■ EXERCISE OBJECTIVE:
Print all entries below exactly as they appear.

===

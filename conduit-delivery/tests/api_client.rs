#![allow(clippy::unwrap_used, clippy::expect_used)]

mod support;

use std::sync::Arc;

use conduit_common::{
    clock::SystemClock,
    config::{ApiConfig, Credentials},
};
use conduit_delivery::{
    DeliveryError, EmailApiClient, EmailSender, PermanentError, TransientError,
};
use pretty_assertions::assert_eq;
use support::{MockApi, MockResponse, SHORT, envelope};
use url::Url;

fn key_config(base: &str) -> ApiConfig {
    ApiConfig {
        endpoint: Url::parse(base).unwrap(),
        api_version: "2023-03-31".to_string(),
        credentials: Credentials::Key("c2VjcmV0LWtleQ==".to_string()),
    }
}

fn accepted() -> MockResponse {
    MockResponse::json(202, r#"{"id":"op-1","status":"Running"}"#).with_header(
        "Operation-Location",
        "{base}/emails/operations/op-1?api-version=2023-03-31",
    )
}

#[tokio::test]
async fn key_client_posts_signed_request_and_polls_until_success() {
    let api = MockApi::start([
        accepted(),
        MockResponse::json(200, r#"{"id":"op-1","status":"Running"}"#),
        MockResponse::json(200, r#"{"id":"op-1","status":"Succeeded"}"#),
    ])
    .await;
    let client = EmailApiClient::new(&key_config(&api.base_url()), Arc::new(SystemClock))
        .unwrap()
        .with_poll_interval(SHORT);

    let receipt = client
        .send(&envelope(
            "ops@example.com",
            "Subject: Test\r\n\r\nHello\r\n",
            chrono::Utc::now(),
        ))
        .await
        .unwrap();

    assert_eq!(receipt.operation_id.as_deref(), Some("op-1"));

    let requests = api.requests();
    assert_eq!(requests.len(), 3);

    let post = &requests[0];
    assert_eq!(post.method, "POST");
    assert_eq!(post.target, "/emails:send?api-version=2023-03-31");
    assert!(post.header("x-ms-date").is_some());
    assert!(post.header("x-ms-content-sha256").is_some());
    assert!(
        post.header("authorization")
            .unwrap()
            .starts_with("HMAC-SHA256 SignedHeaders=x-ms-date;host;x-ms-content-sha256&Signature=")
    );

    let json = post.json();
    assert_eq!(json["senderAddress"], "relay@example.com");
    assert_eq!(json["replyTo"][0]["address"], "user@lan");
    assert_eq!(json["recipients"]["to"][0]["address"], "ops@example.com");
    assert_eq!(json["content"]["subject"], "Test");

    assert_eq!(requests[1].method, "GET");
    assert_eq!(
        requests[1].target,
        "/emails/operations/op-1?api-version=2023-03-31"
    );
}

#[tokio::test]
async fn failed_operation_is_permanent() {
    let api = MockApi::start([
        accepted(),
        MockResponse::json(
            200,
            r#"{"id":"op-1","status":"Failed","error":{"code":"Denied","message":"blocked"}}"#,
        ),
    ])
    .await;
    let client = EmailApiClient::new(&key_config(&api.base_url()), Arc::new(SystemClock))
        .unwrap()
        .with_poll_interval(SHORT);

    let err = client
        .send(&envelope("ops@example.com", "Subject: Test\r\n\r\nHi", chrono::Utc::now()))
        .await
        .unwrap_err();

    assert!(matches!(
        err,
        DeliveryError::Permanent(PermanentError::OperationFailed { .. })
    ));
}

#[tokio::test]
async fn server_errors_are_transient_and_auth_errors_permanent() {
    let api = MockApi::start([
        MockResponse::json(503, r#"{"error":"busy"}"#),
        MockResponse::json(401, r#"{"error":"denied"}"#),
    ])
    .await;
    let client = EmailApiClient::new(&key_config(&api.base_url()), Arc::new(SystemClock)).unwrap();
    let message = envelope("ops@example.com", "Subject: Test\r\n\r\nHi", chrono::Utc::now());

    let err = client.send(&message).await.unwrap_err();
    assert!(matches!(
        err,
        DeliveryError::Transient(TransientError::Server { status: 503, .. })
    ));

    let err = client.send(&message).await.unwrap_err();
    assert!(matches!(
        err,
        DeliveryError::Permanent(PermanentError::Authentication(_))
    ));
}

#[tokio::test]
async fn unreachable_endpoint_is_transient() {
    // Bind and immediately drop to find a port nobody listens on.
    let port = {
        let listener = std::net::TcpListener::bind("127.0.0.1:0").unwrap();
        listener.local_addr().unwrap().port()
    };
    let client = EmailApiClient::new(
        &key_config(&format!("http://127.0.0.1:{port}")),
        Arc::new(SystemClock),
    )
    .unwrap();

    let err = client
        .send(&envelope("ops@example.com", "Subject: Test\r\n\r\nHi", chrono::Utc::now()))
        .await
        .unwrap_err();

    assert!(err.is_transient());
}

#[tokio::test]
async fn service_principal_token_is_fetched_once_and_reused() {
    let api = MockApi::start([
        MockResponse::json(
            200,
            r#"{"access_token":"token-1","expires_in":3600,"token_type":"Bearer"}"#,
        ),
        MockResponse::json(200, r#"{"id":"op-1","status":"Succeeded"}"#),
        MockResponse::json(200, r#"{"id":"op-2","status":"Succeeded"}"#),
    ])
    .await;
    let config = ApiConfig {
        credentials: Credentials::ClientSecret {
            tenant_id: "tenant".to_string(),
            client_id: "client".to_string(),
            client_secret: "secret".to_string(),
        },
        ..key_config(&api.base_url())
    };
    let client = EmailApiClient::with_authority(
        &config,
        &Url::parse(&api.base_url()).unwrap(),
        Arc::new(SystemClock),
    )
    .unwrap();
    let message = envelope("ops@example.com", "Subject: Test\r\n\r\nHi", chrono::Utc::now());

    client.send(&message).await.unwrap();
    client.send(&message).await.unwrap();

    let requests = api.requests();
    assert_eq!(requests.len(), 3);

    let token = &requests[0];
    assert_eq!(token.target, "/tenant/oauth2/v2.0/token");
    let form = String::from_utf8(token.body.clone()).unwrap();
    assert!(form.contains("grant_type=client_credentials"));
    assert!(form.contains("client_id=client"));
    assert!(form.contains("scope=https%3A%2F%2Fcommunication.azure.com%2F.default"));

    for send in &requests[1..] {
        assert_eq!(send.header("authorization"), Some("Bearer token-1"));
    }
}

===

■ TASK RESPONSE:
filename conduit-delivery/tests/api_client.rs
#![allow(clippy::unwrap_used, clippy::expect_used)]

mod support;

use std::sync::Arc;

use conduit_common::{
    clock::SystemClock,
    config::{ApiConfig, Credentials},
};
use conduit_delivery::{
    DeliveryError, EmailApiClient, EmailSender, PermanentError, TransientError,
};
use pretty_assertions::assert_eq;
use support::{MockApi, MockResponse, SHORT, envelope};
use url::Url;

fn key_config(base: &str) -> ApiConfig {
    ApiConfig {
        endpoint: Url::parse(base).unwrap(),
        api_version: "2023-03-31".to_string(),
        credentials: Credentials::Key("c2VjcmV0LWtleQ==".to_string()),
    }
}

fn accepted() -> MockResponse {
    MockResponse::json(202, r#"{"id":"op-1","status":"Running"}"#).with_header(
        "Operation-Location",
        "{base}/emails/operations/op-1?api-version=2023-03-31",
    )
}

#[tokio::test]
async fn key_client_posts_signed_request_and_polls_until_success() {
    let api = MockApi::start([
        accepted(),
        MockResponse::json(200, r#"{"id":"op-1","status":"Running"}"#),
        MockResponse::json(200, r#"{"id":"op-1","status":"Succeeded"}"#),
    ])
    .await;
    let client = EmailApiClient::new(&key_config(&api.base_url()), Arc::new(SystemClock))
        .unwrap()
        .with_poll_interval(SHORT);

    let receipt = client
        .send(&envelope(
            "ops@example.com",
            "Subject: Test\r\n\r\nHello\r\n",
            chrono::Utc::now(),
        ))
        .await
        .unwrap();

    assert_eq!(receipt.operation_id.as_deref(), Some("op-1"));

    let requests = api.requests();
    assert_eq!(requests.len(), 3);

    let post = &requests[0];
    assert_eq!(post.method, "POST");
    assert_eq!(post.target, "/emails:send?api-version=2023-03-31");
    assert!(post.header("x-ms-date").is_some());
    assert!(post.header("x-ms-content-sha256").is_some());
    assert!(
        post.header("authorization")
            .unwrap()
            .starts_with("HMAC-SHA256 SignedHeaders=x-ms-date;host;x-ms-content-sha256&Signature=")
    );

    let json = post.json();
    assert_eq!(json["senderAddress"], "relay@example.com");
    assert_eq!(json["replyTo"][0]["address"], "user@lan");
    assert_eq!(json["recipients"]["to"][0]["address"], "ops@example.com");
    assert_eq!(json["content"]["subject"], "Test");

    assert_eq!(requests[1].method, "GET");
    assert_eq!(
        requests[1].target,
        "/emails/operations/op-1?api-version=2023-03-31"
    );
}

#[tokio::test]
async fn failed_operation_is_permanent() {
    let api = MockApi::start([
        accepted(),
        MockResponse::json(
            200,
            r#"{"id":"op-1","status":"Failed","error":{"code":"Denied","message":"blocked"}}"#,
        ),
    ])
    .await;
    let client = EmailApiClient::new(&key_config(&api.base_url()), Arc::new(SystemClock))
        .unwrap()
        .with_poll_interval(SHORT);

    let err = client
        .send(&envelope("ops@example.com", "Subject: Test\r\n\r\nHi", chrono::Utc::now()))
        .await
        .unwrap_err();

    assert!(matches!(
        err,
        DeliveryError::Permanent(PermanentError::OperationFailed { .. })
    ));
}

#[tokio::test]
async fn server_errors_are_transient_and_auth_errors_permanent() {
    let api = MockApi::start([
        MockResponse::json(503, r#"{"error":"busy"}"#),
        MockResponse::json(401, r#"{"error":"denied"}"#),
    ])
    .await;
    let client = EmailApiClient::new(&key_config(&api.base_url()), Arc::new(SystemClock)).unwrap();
    let message = envelope("ops@example.com", "Subject: Test\r\n\r\nHi", chrono::Utc::now());

    let err = client.send(&message).await.unwrap_err();
    assert!(matches!(
        err,
        DeliveryError::Transient(TransientError::Server { status: 503, .. })
    ));

    let err = client.send(&message).await.unwrap_err();
    assert!(matches!(
        err,
        DeliveryError::Permanent(PermanentError::Authentication(_))
    ));
}

#[tokio::test]
async fn unreachable_endpoint_is_transient() {
    // Bind and immediately drop to find a port nobody listens on.
    let port = {
        let listener = std::net::TcpListener::bind("127.0.0.1:0").unwrap();
        listener.local_addr().unwrap().port()
    };
    let client = EmailApiClient::new(
        &key_config(&format!("http://127.0.0.1:{port}")),
        Arc::new(SystemClock),
    )
    .unwrap();

    let err = client
        .send(&envelope("ops@example.com", "Subject: Test\r\n\r\nHi", chrono::Utc::now()))
        .await
        .unwrap_err();

    assert!(err.is_transient());
}

#[tokio::test]
async fn service_principal_token_is_fetched_once_and_reused() {
    let api = MockApi::start([
        MockResponse::json(
            200,
            r#"{"access_token":"token-1","expires_in":3600,"token_type":"Bearer"}"#,
        ),
        MockResponse::json(200, r#"{"id":"op-1","status":"Succeeded"}"#),
        MockResponse::json(200, r#"{"id":"op-2","status":"Succeeded"}"#),
    ])
    .await;
    let config = ApiConfig {
        credentials: Credentials::ClientSecret {
            tenant_id: "tenant".to_string(),
            client_id: "client".to_string(),
            client_secret: "secret".to_string(),
        },
        ..key_config(&api.base_url())
    };
    let client = EmailApiClient::with_authority(
        &config,
        &Url::parse(&api.base_url()).unwrap(),
        Arc::new(SystemClock),
    )
    .unwrap();
    let message = envelope("ops@example.com", "Subject: Test\r\n\r\nHi", chrono::Utc::now());

    client.send(&message).await.unwrap();
    client.send(&message).await.unwrap();

    let requests = api.requests();
    assert_eq!(requests.len(), 3);

    let token = &requests[0];
    assert_eq!(token.target, "/tenant/oauth2/v2.0/token");
    let form = String::from_utf8(token.body.clone()).unwrap();
    assert!(form.contains("grant_type=client_credentials"));
    assert!(form.contains("client_id=client"));
    assert!(form.contains("scope=https%3A%2F%2Fcommunication.azure.com%2F.default"));

    for send in &requests[1..] {
        assert_eq!(send.header("authorization"), Some("Bearer token-1"));
    }
}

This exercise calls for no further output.